## WHAT TO DO
Within the entries that follow, show each line where the word "trim" occurs.

(MATERIAL SUPPLIED Opens)

// ==========================================
// 合同录入引擎 - 合同模板 (只读外部协作方)
// ==========================================
// 从模板复制: 合同类型、贸易术语、应付条款、罚则条款
// ==========================================

use serde::{Deserialize, Serialize};

use crate::domain::types::ContractType;

/// 合同模板
#[derive(Debug, Clone, PartialEq, Serialize, Deserialize)]
pub struct ContractTemplate {
    pub template_id: String,
    pub name: String,
    pub contract_type: Option<ContractType>,
    pub incoterm_id: Option<String>,
}

/// 模板应付条款
#[derive(Debug, Clone, PartialEq, Serialize, Deserialize)]
pub struct TemplatePayable {
    pub formula_id: String,
    pub metal: Option<String>,
    pub deduction_value: Option<f64>,
    pub deduction_unit: Option<String>,
    pub balance_percentage: Option<f64>,
    pub market_index_id: Option<String>,
}

/// 模板罚则条款
#[derive(Debug, Clone, PartialEq, Serialize, Deserialize)]
pub struct TemplatePenalty {
    pub formula_id: String,
    pub metal: Option<String>,
    pub amount_usd: Option<f64>,
    pub lower_limit: Option<f64>,
    pub lower_limit_unit: Option<String>,
    pub upper_limit: Option<f64>,
    pub upper_limit_unit: Option<String>,
}

/// 模板及其条款集合
#[derive(Debug, Clone, PartialEq, Serialize, Deserialize)]
pub struct TemplateBundle {
    pub template: ContractTemplate,
    pub payables: Vec<TemplatePayable>,
    pub penalties: Vec<TemplatePenalty>,
}
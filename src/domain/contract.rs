// ==========================================
// 合同录入引擎 - 合同草稿聚合根
// ==========================================
// 职责: 向导会话内唯一可变状态
// 生命周期: 新建(或由模板预填) → 会话内编辑 → 取消丢弃 / 保存冻结
// 红线: 不含数据访问逻辑,状态迁移见 engine::draft_transitions
// ==========================================

use chrono::{Datelike, NaiveDate};
use serde::{Deserialize, Serialize};

use crate::domain::terms::{
    PayableTerm, PenaltyTerm, QualitySpecTerm, RefiningExpenseTerm, TermId,
};
use crate::domain::types::ContractType;

// ==========================================
// DeliveryWindow - 交货月份区间
// ==========================================
#[derive(Debug, Clone, Copy, Default, PartialEq, Eq, Serialize, Deserialize)]
pub struct DeliveryWindow {
    pub start_month: Option<NaiveDate>, // 月初
    pub end_month: Option<NaiveDate>,   // 月初
}

impl DeliveryWindow {
    /// 两端均已设置时返回 (start, end)
    pub fn bounds(&self) -> Option<(NaiveDate, NaiveDate)> {
        match (self.start_month, self.end_month) {
            (Some(start), Some(end)) => Some((start, end)),
            _ => None,
        }
    }
}

// ==========================================
// Quota - 月度交货配额
// ==========================================
// tms <= tmh 不由引擎强制（见 EngineConfig::enforce_dry_le_wet）
#[derive(Debug, Clone, PartialEq, Serialize, Deserialize)]
pub struct Quota {
    pub month: NaiveDate,    // 月初
    pub tmh: f64,            // 湿吨
    pub tms: f64,            // 干吨
    pub h2o_percentage: f64, // 水分 %
}

// ==========================================
// ContractDraft - 合同草稿
// ==========================================
#[derive(Debug, Clone, Default, PartialEq, Serialize, Deserialize)]
pub struct ContractDraft {
    // ===== 基本信息 =====
    pub contract_type: Option<ContractType>,
    pub vendor_id: Option<String>,
    pub buyer_id: Option<String>,
    pub product_id: Option<String>,
    pub country_id: Option<String>,
    #[serde(default)]
    pub delivery_window: DeliveryWindow,

    // ===== 贸易术语 =====
    pub incoterm_id: Option<String>,
    #[serde(default)]
    pub delivery_location: String,

    // ===== 派生配额 =====
    #[serde(default)]
    pub quotas: Vec<Quota>,

    // ===== 经济条款 =====
    #[serde(default)]
    pub payables: Vec<PayableTerm>,
    #[serde(default)]
    pub penalties: Vec<PenaltyTerm>,
    #[serde(default)]
    pub quality_specs: Vec<QualitySpecTerm>,
    #[serde(default)]
    pub refining_expenses: Vec<RefiningExpenseTerm>,

    // 下一个临时条款序号
    #[serde(default)]
    pub next_term_seq: u32,
}

impl ContractDraft {
    /// 新建空草稿
    pub fn new() -> Self {
        Self::default()
    }

    /// 分配会话内临时条款ID
    pub fn allocate_term_id(&mut self) -> TermId {
        self.next_term_seq += 1;
        TermId(self.next_term_seq)
    }

    /// 条款总数
    pub fn term_count(&self) -> usize {
        self.payables.len()
            + self.penalties.len()
            + self.quality_specs.len()
            + self.refining_expenses.len()
    }
}

/// 规整为当月1日
pub fn first_of_month(date: NaiveDate) -> NaiveDate {
    date.with_day(1).unwrap_or(date)
}

/// 可选字符串是否已填写（空白视为未填写）
pub fn is_filled(value: &Option<String>) -> bool {
    value.as_deref().map(|v| !v.trim().is_empty()).unwrap_or(false)
}
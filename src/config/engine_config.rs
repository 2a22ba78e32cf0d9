use serde::{Deserialize, Serialize};

use crate::domain::types::ContractType;

/// 月度配额默认值
#[derive(Debug, Clone, Copy, PartialEq, Serialize, Deserialize)]
pub struct QuotaDefaults {
    pub tmh: f64,
    pub tms: f64,
    pub h2o_percentage: f64,
}

impl Default for QuotaDefaults {
    fn default() -> Self {
        Self {
            tmh: 330.0,
            tms: 300.0,
            h2o_percentage: 10.0,
        }
    }
}

/// 保存模式
#[derive(Debug, Clone, Copy, PartialEq, Eq, Serialize, Deserialize)]
#[serde(rename_all = "SCREAMING_SNAKE_CASE")]
pub enum CommitMode {
    /// 步骤1-4在同一事务内，失败整体回滚
    Transactional,
    /// 逐步自动提交，失败时已写入部分保留（需人工对账）
    Sequential,
}

impl CommitMode {
    pub fn as_str(&self) -> &'static str {
        match self {
            CommitMode::Transactional => "TRANSACTIONAL",
            CommitMode::Sequential => "SEQUENTIAL",
        }
    }

    pub fn parse(s: &str) -> Option<CommitMode> {
        match s.trim().to_uppercase().as_str() {
            "TRANSACTIONAL" => Some(CommitMode::Transactional),
            "SEQUENTIAL" => Some(CommitMode::Sequential),
            _ => None,
        }
    }
}

/// 合同编号前缀
#[derive(Debug, Clone, PartialEq, Eq, Serialize, Deserialize)]
pub struct ContractNumbering {
    pub purchase_prefix: String,
    pub sale_prefix: String,
}

impl ContractNumbering {
    pub fn prefix_for(&self, contract_type: ContractType) -> &str {
        match contract_type {
            ContractType::Purchase => &self.purchase_prefix,
            ContractType::Sale => &self.sale_prefix,
        }
    }
}

impl Default for ContractNumbering {
    fn default() -> Self {
        Self {
            purchase_prefix: "CC".to_string(),
            sale_prefix: "CV".to_string(),
        }
    }
}

/// 录入引擎配置（可序列化为快照）
#[derive(Debug, Clone, PartialEq, Serialize, Deserialize)]
pub struct EngineConfig {
    #[serde(default)]
    pub quota_defaults: QuotaDefaults,

    /// 手工编辑配额时是否校验 tms <= tmh
    #[serde(default)]
    pub enforce_dry_le_wet: bool,

    #[serde(default = "default_commit_mode")]
    pub commit_mode: CommitMode,

    #[serde(default)]
    pub numbering: ContractNumbering,
}

fn default_commit_mode() -> CommitMode {
    CommitMode::Transactional
}

impl Default for EngineConfig {
    fn default() -> Self {
        Self {
            quota_defaults: QuotaDefaults::default(),
            enforce_dry_le_wet: false,
            commit_mode: default_commit_mode(),
            numbering: ContractNumbering::default(),
        }
    }
}
// ==========================================
// 日志系统初始化
// ==========================================
// 使用 tracing 和 tracing-subscriber
// 支持环境变量配置日志级别
// ==========================================

use tracing_subscriber::{fmt, EnvFilter};

/// 初始化日志系统
///
/// # 环境变量
/// - RUST_LOG: 日志级别过滤器（默认: info）
///   例如: RUST_LOG=debug 或 RUST_LOG=contract_authoring=trace
///
/// # 示例
/// ```no_run
/// use contract_authoring::logging;
/// logging::init();
/// ```
pub fn init() {
    let filter = EnvFilter::try_from_default_env().unwrap_or_else(|_| EnvFilter::new("info"));

    // 输出到 stderr，stdout 留给命令结果（JSON）
    fmt()
        .with_env_filter(filter)
        .with_target(true)
        .with_thread_ids(false)
        .with_line_number(true)
        .with_writer(std::io::stderr)
        .init();
}

/// 以 JSON 行格式初始化日志（便于日志采集）
pub fn init_json() {
    let filter = EnvFilter::try_from_default_env().unwrap_or_else(|_| EnvFilter::new("info"));

    fmt()
        .json()
        .with_env_filter(filter)
        .with_writer(std::io::stderr)
        .init();
}

/// 初始化测试环境的日志系统
///
/// 使用更详细的日志级别，便于调试
pub fn init_test() {
    let _ = fmt()
        .with_env_filter(EnvFilter::new("debug"))
        .with_test_writer()
        .try_init();
}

(MATERIAL SUPPLIED Closes)

## WRITTEN RESPONSE
    value.as_deref().map(|v| !v.trim().is_empty()).unwrap_or(false)
        match s.trim().to_uppercase().as_str() {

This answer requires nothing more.